§ **Action item**
Scan the data below and copy each line where "length" occurs.

══ Available records ══

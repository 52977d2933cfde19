//! Helper macro for closed sets of string literals accepted from forms.

/// Define a `snake_case` string enum with storage and parsing helpers.
///
/// Generated items: `ALL`, `as_str`, `parse` (returning a
/// [`FieldError`](crate::domain::FieldError) listing the accepted values),
/// `Display`, plus serde and utoipa derives.
macro_rules! choice_enum {
    (
        $(#[$outer:meta])*
        pub enum $name:ident {
            $(
                $(#[$variant_meta:meta])*
                $variant:ident => $literal:literal
            ),+ $(,)?
        }
    ) => {
        $(#[$outer])*
        #[derive(
            Debug,
            Clone,
            Copy,
            PartialEq,
            Eq,
            Hash,
            ::serde::Serialize,
            ::serde::Deserialize,
            ::utoipa::ToSchema,
        )]
        pub enum $name {
            $(
                $(#[$variant_meta])*
                #[serde(rename = $literal)]
                $variant,
            )+
        }

        impl $name {
            /// Every accepted value, in declaration order.
            pub const ALL: &'static [Self] = &[$(Self::$variant),+];

            /// Storage and wire representation.
            pub const fn as_str(self) -> &'static str {
                match self {
                    $(Self::$variant => $literal,)+
                }
            }

            /// Parse a wire value, listing the accepted literals on failure.
            pub fn parse(raw: impl AsRef<str>) -> Result<Self, $crate::domain::FieldError> {
                match raw.as_ref().trim() {
                    $($literal => Ok(Self::$variant),)+
                    _ => {
                        let accepted: Vec<&str> =
                            Self::ALL.iter().map(|value| value.as_str()).collect();
                        Err($crate::domain::FieldError::new(
                            $crate::domain::ViolationCode::InvalidChoice,
                            format!("must be one of: {}", accepted.join(", ")),
                        ))
                    }
                }
            }
        }

        impl ::std::fmt::Display for $name {
            fn fmt(&self, f: &mut ::std::fmt::Formatter<'_>) -> ::std::fmt::Result {
                f.write_str(self.as_str())
            }
        }
    };
}

pub(crate) use choice_enum;
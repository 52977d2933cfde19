//! Shared HTTP adapter state.
//!
//! Handlers accept this state via `actix_web::web::Data` so they only depend
//! on the driving ports and stay testable without I/O.

use std::sync::Arc;

use mockable::Clock;
use sha2::{Digest, Sha256};

use crate::domain::ports::{
    Accounts, ArticleRepository, ContentCatalog, LeadDesk, LeadIntake, LeadRepository,
    ReferCodeSource, ReferralQuery, SubscriberRepository, Subscriptions, UserRepository,
};
use crate::domain::{
    AccountService, AdminAllowList, ContentService, LeadService, ReferralService,
    SubscriptionService,
};

/// Default location the admin pages redirect anonymous visitors to.
pub const DEFAULT_SIGN_IN_PATH: &str = "/sign-in";

/// Parameter object bundling every driving port used by the handlers.
#[derive(Clone)]
pub struct HttpStatePorts {
    pub accounts: Arc<dyn Accounts>,
    pub referrals: Arc<dyn ReferralQuery>,
    pub intake: Arc<dyn LeadIntake>,
    pub desk: Arc<dyn LeadDesk>,
    pub subscriptions: Arc<dyn Subscriptions>,
    pub content: Arc<dyn ContentCatalog>,
}

/// Driven adapters the services are built on.
pub struct Repositories<U, L, S, A> {
    pub users: Arc<U>,
    pub leads: Arc<L>,
    pub subscribers: Arc<S>,
    pub articles: Arc<A>,
}

impl HttpStatePorts {
    /// Wire the domain services over one set of repositories.
    pub fn from_repositories<U, L, S, A>(
        repos: Repositories<U, L, S, A>,
        admins: Arc<AdminAllowList>,
        codes: Arc<dyn ReferCodeSource>,
        clock: Arc<dyn Clock>,
    ) -> Self
    where
        U: UserRepository + 'static,
        L: LeadRepository + 'static,
        S: SubscriberRepository + 'static,
        A: ArticleRepository + 'static,
    {
        let Repositories {
            users,
            leads,
            subscribers,
            articles,
        } = repos;
        let lead_service = Arc::new(LeadService::new(leads, clock.clone()));
        Self {
            accounts: Arc::new(AccountService::new(
                users.clone(),
                admins,
                codes,
                clock.clone(),
            )),
            referrals: Arc::new(ReferralService::new(users)),
            intake: lead_service.clone(),
            desk: lead_service,
            subscriptions: Arc::new(SubscriptionService::new(subscribers, clock.clone())),
            content: Arc::new(ContentService::new(articles, clock)),
        }
    }
}

/// Sign-in and back-office access settings.
#[derive(Clone)]
pub struct AuthSettings {
    sign_in_secret_digest: Option<[u8; 32]>,
    sign_in_path: String,
}

impl Default for AuthSettings {
    fn default() -> Self {
        Self {
            sign_in_secret_digest: None,
            sign_in_path: DEFAULT_SIGN_IN_PATH.to_owned(),
        }
    }
}

impl AuthSettings {
    /// Require callers of the sign-in endpoint to present `secret`.
    ///
    /// Only the digest is kept in memory.
    #[must_use]
    pub fn with_sign_in_secret(mut self, secret: &str) -> Self {
        self.sign_in_secret_digest = Some(Sha256::digest(secret.as_bytes()).into());
        self
    }

    /// Redirect target for anonymous visitors to the admin pages.
    #[must_use]
    pub fn with_sign_in_path(mut self, path: impl Into<String>) -> Self {
        self.sign_in_path = path.into();
        self
    }

    /// Where anonymous admin-page visitors are redirected.
    pub fn sign_in_path(&self) -> &str {
        &self.sign_in_path
    }

    /// Whether a presented secret satisfies the configured requirement.
    ///
    /// Digests of equal length are compared so the check does not leak the
    /// secret's length. With no secret configured every caller passes; the
    /// server configuration only allows that in debug builds.
    pub fn accepts_sign_in_secret(&self, presented: Option<&str>) -> bool {
        let Some(expected) = self.sign_in_secret_digest else {
            return true;
        };
        let Some(presented) = presented else {
            return false;
        };
        let actual: [u8; 32] = Sha256::digest(presented.as_bytes()).into();
        actual
            .iter()
            .zip(expected.iter())
            .fold(0_u8, |acc, (a, b)| acc | (a ^ b))
            == 0
    }
}

/// Dependency bundle for HTTP handlers.
#[derive(Clone)]
pub struct HttpState {
    pub accounts: Arc<dyn Accounts>,
    pub referrals: Arc<dyn ReferralQuery>,
    pub intake: Arc<dyn LeadIntake>,
    pub desk: Arc<dyn LeadDesk>,
    pub subscriptions: Arc<dyn Subscriptions>,
    pub content: Arc<dyn ContentCatalog>,
    pub auth: AuthSettings,
}

impl HttpState {
    /// Construct state from the ports bundle and access settings.
    pub fn new(ports: HttpStatePorts, auth: AuthSettings) -> Self {
        let HttpStatePorts {
            accounts,
            referrals,
            intake,
            desk,
            subscriptions,
            content,
        } = ports;
        Self {
            accounts,
            referrals,
            intake,
            desk,
            subscriptions,
            content,
            auth,
        }
    }
}
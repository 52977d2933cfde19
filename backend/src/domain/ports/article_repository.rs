//! Driven port for articles.
use async_trait::async_trait;
use chrono::{DateTime, Utc};
use uuid::Uuid;

use crate::domain::{Article, ArticleKind, ArticleSummary, Page, PageRequest, Slug};

use super::define_port_error;

define_port_error! {
    /// Errors raised by article repository adapters.
    pub enum ArticleRepositoryError {
        Connection { message: String } => "article repository connection failed: {message}",
        Query { message: String } => "article repository query failed: {message}",
        /// The kind already has an article with this slug.
        DuplicateSlug { slug: String } => "article slug {slug} already exists",
    }
}

#[cfg_attr(test, mockall::automock)]
#[async_trait]
pub trait ArticleRepository: Send + Sync {
    async fn insert(&self, article: &Article) -> Result<(), ArticleRepositoryError>;

    /// A published article by kind and slug.
    async fn find_published(
        &self,
        kind: ArticleKind,
        slug: &Slug,
    ) -> Result<Option<Article>, ArticleRepositoryError>;

    /// Published articles of `kind`, most recently published first.
    async fn list_published(
        &self,
        kind: ArticleKind,
        page: PageRequest,
    ) -> Result<Page<ArticleSummary>, ArticleRepositoryError>;

    /// Toggle publication. `published_at` is only written when the article
    /// has never been published.
    async fn set_published(
        &self,
        id: Uuid,
        published: bool,
        now: DateTime<Utc>,
    ) -> Result<Option<Article>, ArticleRepositoryError>;
}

═══

§ **Response below**
    /// Digests of equal length are compared so the check does not leak the
    /// secret's length. With no secret configured every caller passes; the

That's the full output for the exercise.